Supplied material section start

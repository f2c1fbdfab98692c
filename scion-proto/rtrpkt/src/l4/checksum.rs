// Copyright 2026 Anapaya Systems
//
// Licensed under the Apache License, Version 2.0 (the "License");
// you may not use this file except in compliance with the License.
// You may obtain a copy of the License at
//
//   http://www.apache.org/licenses/LICENSE-2.0
//
// Unless required by applicable law or agreed to in writing, software
// distributed under the License is distributed on an "AS IS" BASIS,
// WITHOUT WARRANTIES OR CONDITIONS OF ANY KIND, either express or implied.
// See the License for the specific language governing permissions and
// limitations under the License.

//! Internet checksum over packet sections.

/// Computes the 16 bit one's complement checksum over the concatenated chunks.
///
/// Each chunk is summed as a sequence of big-endian words. An odd trailing byte of a chunk is
/// padded with zero on its own, it is not combined with the first byte of the next chunk.
pub fn checksum(chunks: &[&[u8]]) -> u16 {
    let mut sum: u64 = 0;
    for chunk in chunks {
        let mut words = chunk.chunks_exact(2);
        for word in &mut words {
            sum += u16::from_be_bytes([word[0], word[1]]) as u64;
        }
        if let [last] = words.remainder() {
            sum += (*last as u64) << 8;
        }
    }

    while sum > 0xffff {
        sum = (sum >> 16) + (sum & 0xffff);
    }
    !(sum as u16)
}

/// Computes the checksum of a transport header and its payload.
///
/// `l4_hdr` must have its checksum field zeroed. `addr_hdr` is the raw address header,
/// including padding.
pub fn l4_checksum(addr_hdr: &[u8], protocol: u8, l4_hdr: &[u8], payload: &[u8]) -> u16 {
    checksum(&[addr_hdr, &[0, protocol], l4_hdr, payload])
}
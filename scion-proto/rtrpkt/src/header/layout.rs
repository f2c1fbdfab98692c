// Copyright 2026 Anapaya Systems
//
// Licensed under the Apache License, Version 2.0 (the "License");
// you may not use this file except in compliance with the License.
// You may obtain a copy of the License at
//
//   http://www.apache.org/licenses/LICENSE-2.0
//
// Unless required by applicable law or agreed to in writing, software
// distributed under the License is distributed on an "AS IS" BASIS,
// WITHOUT WARRANTIES OR CONDITIONS OF ANY KIND, either express or implied.
// See the License for the specific language governing permissions and
// limitations under the License.

//! Layouts of the common header and the address header
//!
//! See [`Layout`](crate::core::layout) for more information about layouts in general.

use std::ops::Range;

use crate::{
    core::layout::{BitRange, Layout, macros::gen_bitrange_const},
    types::LINE_LEN,
};

/// Layout of the common header
///
/// ```text
///  0                   1                   2                   3
///  0 1 2 3 4 5 6 7 8 9 0 1 2 3 4 5 6 7 8 9 0 1 2 3 4 5 6 7 8 9 0 1
/// +-+-+-+-+-+-+-+-+-+-+-+-+-+-+-+-+-+-+-+-+-+-+-+-+-+-+-+-+-+-+-+-+
/// |Version|  DstType  |  SrcType  |           TotalLen            |
/// +-+-+-+-+-+-+-+-+-+-+-+-+-+-+-+-+-+-+-+-+-+-+-+-+-+-+-+-+-+-+-+-+
/// |    HdrLen     |   CurrInfoF   |   CurrHopF    |    NextHdr    |
/// +-+-+-+-+-+-+-+-+-+-+-+-+-+-+-+-+-+-+-+-+-+-+-+-+-+-+-+-+-+-+-+-+
/// ```
#[derive(Debug, Clone, Copy, PartialEq, Eq)]
pub struct CommonHeaderLayout;
impl CommonHeaderLayout {
    /// Size of the common header in bytes
    pub const SIZE_BYTES: usize = 8;

    gen_bitrange_const!(VERSION_RNG, 0, 4);
    gen_bitrange_const!(DST_TYPE_RNG, 4, 6);
    gen_bitrange_const!(SRC_TYPE_RNG, 10, 6);
    gen_bitrange_const!(TOTAL_LEN_RNG, 16, 16);
    gen_bitrange_const!(HDR_LEN_RNG, 32, 8);
    gen_bitrange_const!(CURR_INFO_F_RNG, 40, 8);
    gen_bitrange_const!(CURR_HOP_F_RNG, 48, 8);
    gen_bitrange_const!(NEXT_HDR_RNG, 56, 8);
}
impl Layout for CommonHeaderLayout {
    fn size_bytes(&self) -> usize {
        Self::SIZE_BYTES
    }
}

/// Layout of the address header, relative to its own start
///
/// ```text
/// +-+-+-+-+-+-+-+-+-+-+-+-+-+-+-+-+-+-+-+-+-+-+-+-+-+-+-+-+-+-+-+-+
/// |            DstISD             |                               |
/// +-+-+-+-+-+-+-+-+-+-+-+-+-+-+-+-+            DstAS              +
/// |                                                               |
/// +-+-+-+-+-+-+-+-+-+-+-+-+-+-+-+-+-+-+-+-+-+-+-+-+-+-+-+-+-+-+-+-+
/// |            SrcISD             |                               |
/// +-+-+-+-+-+-+-+-+-+-+-+-+-+-+-+-+            SrcAS              +
/// |                                                               |
/// +-+-+-+-+-+-+-+-+-+-+-+-+-+-+-+-+-+-+-+-+-+-+-+-+-+-+-+-+-+-+-+-+
/// |                    DstHost (variable Len)                     |
/// |                    SrcHost (variable Len)                     |
/// |                    Padding to a line boundary                 |
/// +-+-+-+-+-+-+-+-+-+-+-+-+-+-+-+-+-+-+-+-+-+-+-+-+-+-+-+-+-+-+-+-+
/// ```
#[derive(Debug, Clone, Copy, PartialEq, Eq)]
pub struct AddressHeaderLayout {
    dst_host_len: usize,
    src_host_len: usize,
}
impl AddressHeaderLayout {
    /// Size of an ISD-AS field in bytes
    pub const IA_BYTES: usize = 8;

    gen_bitrange_const!(DST_IA_RNG, 0, 64);
    gen_bitrange_const!(SRC_IA_RNG, 64, 64);

    /// Creates the layout for the given host address sizes in bytes
    pub const fn new(dst_host_len: usize, src_host_len: usize) -> Self {
        Self {
            dst_host_len,
            src_host_len,
        }
    }

    /// Byte offset of the destination ISD-AS
    pub const fn dst_ia_offset(&self) -> usize {
        0
    }

    /// Byte offset of the source ISD-AS
    pub const fn src_ia_offset(&self) -> usize {
        Self::IA_BYTES
    }

    /// Byte range of the destination host address
    pub const fn dst_host_range(&self) -> Range<usize> {
        let start = 2 * Self::IA_BYTES;
        start..start + self.dst_host_len
    }

    /// Byte range of the source host address
    pub const fn src_host_range(&self) -> Range<usize> {
        let start = self.dst_host_range().end;
        start..start + self.src_host_len
    }

    /// Length of the address header without padding
    pub const fn unpadded_len(&self) -> usize {
        self.src_host_range().end
    }
}
impl Layout for AddressHeaderLayout {
    fn size_bytes(&self) -> usize {
        self.unpadded_len().next_multiple_of(LINE_LEN)
    }
}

Supplied material section end

### What the exercise asks
Word for word, transcribe all of the entries shown above.

### Written solution
repository f2c1fbdfab98692c
filename scion-proto/rtrpkt/src/l4/checksum.rs
// Copyright 2026 Anapaya Systems
//
// Licensed under the Apache License, Version 2.0 (the "License");
// you may not use this file except in compliance with the License.
// You may obtain a copy of the License at
//
//   http://www.apache.org/licenses/LICENSE-2.0
//
// Unless required by applicable law or agreed to in writing, software
// distributed under the License is distributed on an "AS IS" BASIS,
// WITHOUT WARRANTIES OR CONDITIONS OF ANY KIND, either express or implied.
// See the License for the specific language governing permissions and
// limitations under the License.

//! Internet checksum over packet sections.

/// Computes the 16 bit one's complement checksum over the concatenated chunks.
///
/// Each chunk is summed as a sequence of big-endian words. An odd trailing byte of a chunk is
/// padded with zero on its own, it is not combined with the first byte of the next chunk.
pub fn checksum(chunks: &[&[u8]]) -> u16 {
    let mut sum: u64 = 0;
    for chunk in chunks {
        let mut words = chunk.chunks_exact(2);
        for word in &mut words {
            sum += u16::from_be_bytes([word[0], word[1]]) as u64;
        }
        if let [last] = words.remainder() {
            sum += (*last as u64) << 8;
        }
    }

    while sum > 0xffff {
        sum = (sum >> 16) + (sum & 0xffff);
    }
    !(sum as u16)
}

/// Computes the checksum of a transport header and its payload.
///
/// `l4_hdr` must have its checksum field zeroed. `addr_hdr` is the raw address header,
/// including padding.
pub fn l4_checksum(addr_hdr: &[u8], protocol: u8, l4_hdr: &[u8], payload: &[u8]) -> u16 {
    checksum(&[addr_hdr, &[0, protocol], l4_hdr, payload])
}
filename scion-proto/rtrpkt/src/header/layout.rs
repository f2c1fbdfab98692c
// Copyright 2026 Anapaya Systems
//
// Licensed under the Apache License, Version 2.0 (the "License");
// you may not use this file except in compliance with the License.
// You may obtain a copy of the License at
//
//   http://www.apache.org/licenses/LICENSE-2.0
//
// Unless required by applicable law or agreed to in writing, software
// distributed under the License is distributed on an "AS IS" BASIS,
// WITHOUT WARRANTIES OR CONDITIONS OF ANY KIND, either express or implied.
// See the License for the specific language governing permissions and
// limitations under the License.

//! Layouts of the common header and the address header
//!
//! See [`Layout`](crate::core::layout) for more information about layouts in general.

use std::ops::Range;

use crate::{
    core::layout::{BitRange, Layout, macros::gen_bitrange_const},
    types::LINE_LEN,
};

/// Layout of the common header
///
/// ```text
///  0                   1                   2                   3
///  0 1 2 3 4 5 6 7 8 9 0 1 2 3 4 5 6 7 8 9 0 1 2 3 4 5 6 7 8 9 0 1
/// +-+-+-+-+-+-+-+-+-+-+-+-+-+-+-+-+-+-+-+-+-+-+-+-+-+-+-+-+-+-+-+-+
/// |Version|  DstType  |  SrcType  |           TotalLen            |
/// +-+-+-+-+-+-+-+-+-+-+-+-+-+-+-+-+-+-+-+-+-+-+-+-+-+-+-+-+-+-+-+-+
/// |    HdrLen     |   CurrInfoF   |   CurrHopF    |    NextHdr    |
/// +-+-+-+-+-+-+-+-+-+-+-+-+-+-+-+-+-+-+-+-+-+-+-+-+-+-+-+-+-+-+-+-+
/// ```
#[derive(Debug, Clone, Copy, PartialEq, Eq)]
pub struct CommonHeaderLayout;
impl CommonHeaderLayout {
    /// Size of the common header in bytes
    pub const SIZE_BYTES: usize = 8;

    gen_bitrange_const!(VERSION_RNG, 0, 4);
    gen_bitrange_const!(DST_TYPE_RNG, 4, 6);
    gen_bitrange_const!(SRC_TYPE_RNG, 10, 6);
    gen_bitrange_const!(TOTAL_LEN_RNG, 16, 16);
    gen_bitrange_const!(HDR_LEN_RNG, 32, 8);
    gen_bitrange_const!(CURR_INFO_F_RNG, 40, 8);
    gen_bitrange_const!(CURR_HOP_F_RNG, 48, 8);
    gen_bitrange_const!(NEXT_HDR_RNG, 56, 8);
}
impl Layout for CommonHeaderLayout {
    fn size_bytes(&self) -> usize {
        Self::SIZE_BYTES
    }
}

/// Layout of the address header, relative to its own start
///
/// ```text
/// +-+-+-+-+-+-+-+-+-+-+-+-+-+-+-+-+-+-+-+-+-+-+-+-+-+-+-+-+-+-+-+-+
/// |            DstISD             |                               |
/// +-+-+-+-+-+-+-+-+-+-+-+-+-+-+-+-+            DstAS              +
/// |                                                               |
/// +-+-+-+-+-+-+-+-+-+-+-+-+-+-+-+-+-+-+-+-+-+-+-+-+-+-+-+-+-+-+-+-+
/// |            SrcISD             |                               |
/// +-+-+-+-+-+-+-+-+-+-+-+-+-+-+-+-+            SrcAS              +
/// |                                                               |
/// +-+-+-+-+-+-+-+-+-+-+-+-+-+-+-+-+-+-+-+-+-+-+-+-+-+-+-+-+-+-+-+-+
/// |                    DstHost (variable Len)                     |
/// |                    SrcHost (variable Len)                     |
/// |                    Padding to a line boundary                 |
/// +-+-+-+-+-+-+-+-+-+-+-+-+-+-+-+-+-+-+-+-+-+-+-+-+-+-+-+-+-+-+-+-+
/// ```
#[derive(Debug, Clone, Copy, PartialEq, Eq)]
pub struct AddressHeaderLayout {
    dst_host_len: usize,
    src_host_len: usize,
}
impl AddressHeaderLayout {
    /// Size of an ISD-AS field in bytes
    pub const IA_BYTES: usize = 8;

    gen_bitrange_const!(DST_IA_RNG, 0, 64);
    gen_bitrange_const!(SRC_IA_RNG, 64, 64);

    /// Creates the layout for the given host address sizes in bytes
    pub const fn new(dst_host_len: usize, src_host_len: usize) -> Self {
        Self {
            dst_host_len,
            src_host_len,
        }
    }

    /// Byte offset of the destination ISD-AS
    pub const fn dst_ia_offset(&self) -> usize {
        0
    }

    /// Byte offset of the source ISD-AS
    pub const fn src_ia_offset(&self) -> usize {
        Self::IA_BYTES
    }

    /// Byte range of the destination host address
    pub const fn dst_host_range(&self) -> Range<usize> {
        let start = 2 * Self::IA_BYTES;
        start..start + self.dst_host_len
    }

    /// Byte range of the source host address
    pub const fn src_host_range(&self) -> Range<usize> {
        let start = self.dst_host_range().end;
        start..start + self.src_host_len
    }

    /// Length of the address header without padding
    pub const fn unpadded_len(&self) -> usize {
        self.src_host_range().end
    }
}
impl Layout for AddressHeaderLayout {
    fn size_bytes(&self) -> usize {
        self.unpadded_len().next_multiple_of(LINE_LEN)
    }
}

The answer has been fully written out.